◆ Instructions to follow
Retype the entries below word for word, leaving none out.

----- Data section

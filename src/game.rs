//! Frame driver
//!
//! Owns the session and the held-key state, turns host commands into
//! session transitions, and fans the resulting [`GameEvent`]s out to the
//! collaborators. The host calls [`Game::frame`] once per display refresh.

use crate::difficulty::Difficulty;
use crate::format_seconds;
use crate::highscores::HighScores;
use crate::language::{Language, Strings};
use crate::platform::{AudioOut, Hud, Renderer, ScoreStore, SoundEffect};
use crate::sim::{Direction, EntityKind, GameEvent, GamePhase, Session, TickInput, WallMs};

/// Host-issued commands (buttons, keyboard shortcuts)
#[derive(Debug, Clone, Copy, PartialEq, Eq)]
pub enum Command {
    Start,
    TogglePause,
    Reset,
}

/// Session plus everything the host feeds into it
#[derive(Debug)]
pub struct Game {
    pub session: Session,
    pub input: TickInput,
    pub scores: HighScores,
    pub language: Language,
}

impl Game {
    pub fn new(session: Session, scores: HighScores) -> Self {
        Self {
            session,
            input: TickInput::default(),
            scores,
            language: Language::default(),
        }
    }

    pub fn with_language(mut self, language: Language) -> Self {
        self.language = language;
        self
    }

    pub fn strings(&self) -> &'static Strings {
        self.language.strings()
    }

    /// Bring the HUD in line with a fresh, not-yet-started session
    pub fn attach<H: AudioOut + Hud>(&self, host: &mut H) {
        host.set_health(self.session.state.player.health);
        host.set_elapsed_time(&self.session.elapsed_display());
        self.relabel(host);
    }

    /// Switch language and redo the overlay and button labels
    pub fn set_language<H: Hud>(&mut self, language: Language, host: &mut H) {
        self.language = language;
        self.relabel(host);
    }

    fn relabel<H: Hud>(&self, host: &mut H) {
        let phase = self.session.phase();
        match self.strings().overlay(phase, self.session.elapsed_secs()) {
            Some((title, message)) => host.show_overlay(title, &message),
            None => host.hide_overlay(),
        }
        host.set_buttons_for_state(phase, self.strings());
    }

    /// Record a key transition; returns false for keys the game ignores
    pub fn key(&mut self, key: &str, pressed: bool) -> bool {
        match Direction::from_key(key) {
            Some(dir) => {
                self.input.set(dir, pressed);
                true
            }
            None => false,
        }
    }

    pub fn command<H: AudioOut + Hud>(&mut self, command: Command, now: WallMs, host: &mut H) {
        let events = match command {
            Command::Start => self.session.start(now),
            Command::TogglePause => self.session.toggle_pause(now),
            Command::Reset => self.session.reset(now),
        };
        self.dispatch(&events, host);
    }

    /// Host reports the page/window became hidden
    pub fn visibility_hidden<H: AudioOut + Hud>(&mut self, now: WallMs, host: &mut H) {
        let events = self.session.visibility_hidden(now);
        self.dispatch(&events, host);
    }

    pub fn set_difficulty(&mut self, difficulty: Difficulty) {
        self.session.set_difficulty(difficulty);
    }

    /// One display refresh: simulate (if playing), then draw.
    ///
    /// Returns the survival time once the leaderboard prompt is due.
    pub fn frame<H: Renderer + AudioOut + Hud>(&mut self, now: WallMs, host: &mut H) -> Option<f64> {
        let events = self.session.frame(now, &self.input);
        self.dispatch(&events, host);
        self.render(host);
        self.session.take_name_prompt(now)
    }

    /// Add a named run to the leaderboard and persist it
    pub fn record_score(
        &mut self,
        store: &mut dyn ScoreStore,
        name: &str,
        time: f64,
    ) -> Option<usize> {
        self.scores.record(store, name, time)
    }

    fn render<R: Renderer + Hud>(&self, host: &mut R) {
        let state = &self.session.state;
        let strings = self.strings();
        let elapsed = self.session.elapsed_display();

        host.draw_background(state.bg_scroll);
        host.draw_player(state.player.rect(), state.player_blinking());
        for entity in &state.entities {
            host.draw_entity(&entity.kind, entity.rect());
        }
        host.draw_time(&strings.time_readout(&elapsed));
        host.set_elapsed_time(&elapsed);

        if self.session.phase() == GamePhase::GameOver {
            host.draw_game_over(&strings.with_unit(&elapsed));
        }
    }

    fn dispatch<H: AudioOut + Hud>(&self, events: &[GameEvent], host: &mut H) {
        let strings = self.strings();
        for event in events {
            match *event {
                GameEvent::Started => {
                    host.set_health(self.session.state.player.health);
                    host.set_elapsed_time(&format_seconds(0.0));
                    host.hide_overlay();
                    host.set_buttons_for_state(GamePhase::Playing, strings);
                    host.play_loop();
                }
                GameEvent::Paused => {
                    host.pause();
                    host.show_overlay(strings.paused, strings.press_resume);
                    host.set_buttons_for_state(GamePhase::Paused, strings);
                }
                GameEvent::Resumed => {
                    host.resume();
                    host.hide_overlay();
                    host.set_buttons_for_state(GamePhase::Playing, strings);
                }
                GameEvent::Reset => {
                    host.stop();
                    host.set_health(self.session.state.player.health);
                    host.set_elapsed_time(&format_seconds(0.0));
                    host.show_overlay(strings.game_start, strings.press_start);
                    host.set_buttons_for_state(GamePhase::NotStarted, strings);
                }
                GameEvent::HazardHit { health } => {
                    host.set_health(health);
                    host.play_one_shot(SoundEffect::Hit);
                }
                GameEvent::PickupCollected { kind, health } => {
                    let effect = match kind {
                        EntityKind::InvincibilityPickup => SoundEffect::Powerup,
                        _ => SoundEffect::Item,
                    };
                    if kind == EntityKind::HealPickup {
                        host.set_health(health);
                    }
                    host.play_one_shot(effect);
                }
                GameEvent::GameOver { survival_secs } => {
                    host.stop();
                    host.play_one_shot(SoundEffect::GameOver);
                    let message = strings.survival_message(survival_secs);
                    host.show_overlay(strings.game_over, &message);
                    host.set_buttons_for_state(GamePhase::GameOver, strings);
                }
            }
        }
    }
}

----------

◆ Expected output
filename src/game.rs
//! Frame driver
//!
//! Owns the session and the held-key state, turns host commands into
//! session transitions, and fans the resulting [`GameEvent`]s out to the
//! collaborators. The host calls [`Game::frame`] once per display refresh.

use crate::difficulty::Difficulty;
use crate::format_seconds;
use crate::highscores::HighScores;
use crate::language::{Language, Strings};
use crate::platform::{AudioOut, Hud, Renderer, ScoreStore, SoundEffect};
use crate::sim::{Direction, EntityKind, GameEvent, GamePhase, Session, TickInput, WallMs};

/// Host-issued commands (buttons, keyboard shortcuts)
#[derive(Debug, Clone, Copy, PartialEq, Eq)]
pub enum Command {
    Start,
    TogglePause,
    Reset,
}

/// Session plus everything the host feeds into it
#[derive(Debug)]
pub struct Game {
    pub session: Session,
    pub input: TickInput,
    pub scores: HighScores,
    pub language: Language,
}

impl Game {
    pub fn new(session: Session, scores: HighScores) -> Self {
        Self {
            session,
            input: TickInput::default(),
            scores,
            language: Language::default(),
        }
    }

    pub fn with_language(mut self, language: Language) -> Self {
        self.language = language;
        self
    }

    pub fn strings(&self) -> &'static Strings {
        self.language.strings()
    }

    /// Bring the HUD in line with a fresh, not-yet-started session
    pub fn attach<H: AudioOut + Hud>(&self, host: &mut H) {
        host.set_health(self.session.state.player.health);
        host.set_elapsed_time(&self.session.elapsed_display());
        self.relabel(host);
    }

    /// Switch language and redo the overlay and button labels
    pub fn set_language<H: Hud>(&mut self, language: Language, host: &mut H) {
        self.language = language;
        self.relabel(host);
    }

    fn relabel<H: Hud>(&self, host: &mut H) {
        let phase = self.session.phase();
        match self.strings().overlay(phase, self.session.elapsed_secs()) {
            Some((title, message)) => host.show_overlay(title, &message),
            None => host.hide_overlay(),
        }
        host.set_buttons_for_state(phase, self.strings());
    }

    /// Record a key transition; returns false for keys the game ignores
    pub fn key(&mut self, key: &str, pressed: bool) -> bool {
        match Direction::from_key(key) {
            Some(dir) => {
                self.input.set(dir, pressed);
                true
            }
            None => false,
        }
    }

    pub fn command<H: AudioOut + Hud>(&mut self, command: Command, now: WallMs, host: &mut H) {
        let events = match command {
            Command::Start => self.session.start(now),
            Command::TogglePause => self.session.toggle_pause(now),
            Command::Reset => self.session.reset(now),
        };
        self.dispatch(&events, host);
    }

    /// Host reports the page/window became hidden
    pub fn visibility_hidden<H: AudioOut + Hud>(&mut self, now: WallMs, host: &mut H) {
        let events = self.session.visibility_hidden(now);
        self.dispatch(&events, host);
    }

    pub fn set_difficulty(&mut self, difficulty: Difficulty) {
        self.session.set_difficulty(difficulty);
    }

    /// One display refresh: simulate (if playing), then draw.
    ///
    /// Returns the survival time once the leaderboard prompt is due.
    pub fn frame<H: Renderer + AudioOut + Hud>(&mut self, now: WallMs, host: &mut H) -> Option<f64> {
        let events = self.session.frame(now, &self.input);
        self.dispatch(&events, host);
        self.render(host);
        self.session.take_name_prompt(now)
    }

    /// Add a named run to the leaderboard and persist it
    pub fn record_score(
        &mut self,
        store: &mut dyn ScoreStore,
        name: &str,
        time: f64,
    ) -> Option<usize> {
        self.scores.record(store, name, time)
    }

    fn render<R: Renderer + Hud>(&self, host: &mut R) {
        let state = &self.session.state;
        let strings = self.strings();
        let elapsed = self.session.elapsed_display();

        host.draw_background(state.bg_scroll);
        host.draw_player(state.player.rect(), state.player_blinking());
        for entity in &state.entities {
            host.draw_entity(&entity.kind, entity.rect());
        }
        host.draw_time(&strings.time_readout(&elapsed));
        host.set_elapsed_time(&elapsed);

        if self.session.phase() == GamePhase::GameOver {
            host.draw_game_over(&strings.with_unit(&elapsed));
        }
    }

    fn dispatch<H: AudioOut + Hud>(&self, events: &[GameEvent], host: &mut H) {
        let strings = self.strings();
        for event in events {
            match *event {
                GameEvent::Started => {
                    host.set_health(self.session.state.player.health);
                    host.set_elapsed_time(&format_seconds(0.0));
                    host.hide_overlay();
                    host.set_buttons_for_state(GamePhase::Playing, strings);
                    host.play_loop();
                }
                GameEvent::Paused => {
                    host.pause();
                    host.show_overlay(strings.paused, strings.press_resume);
                    host.set_buttons_for_state(GamePhase::Paused, strings);
                }
                GameEvent::Resumed => {
                    host.resume();
                    host.hide_overlay();
                    host.set_buttons_for_state(GamePhase::Playing, strings);
                }
                GameEvent::Reset => {
                    host.stop();
                    host.set_health(self.session.state.player.health);
                    host.set_elapsed_time(&format_seconds(0.0));
                    host.show_overlay(strings.game_start, strings.press_start);
                    host.set_buttons_for_state(GamePhase::NotStarted, strings);
                }
                GameEvent::HazardHit { health } => {
                    host.set_health(health);
                    host.play_one_shot(SoundEffect::Hit);
                }
                GameEvent::PickupCollected { kind, health } => {
                    let effect = match kind {
                        EntityKind::InvincibilityPickup => SoundEffect::Powerup,
                        _ => SoundEffect::Item,
                    };
                    if kind == EntityKind::HealPickup {
                        host.set_health(health);
                    }
                    host.play_one_shot(effect);
                }
                GameEvent::GameOver { survival_secs } => {
                    host.stop();
                    host.play_one_shot(SoundEffect::GameOver);
                    let message = strings.survival_message(survival_secs);
                    host.show_overlay(strings.game_over, &message);
                    host.set_buttons_for_state(GamePhase::GameOver, strings);
                }
            }
        }
    }
}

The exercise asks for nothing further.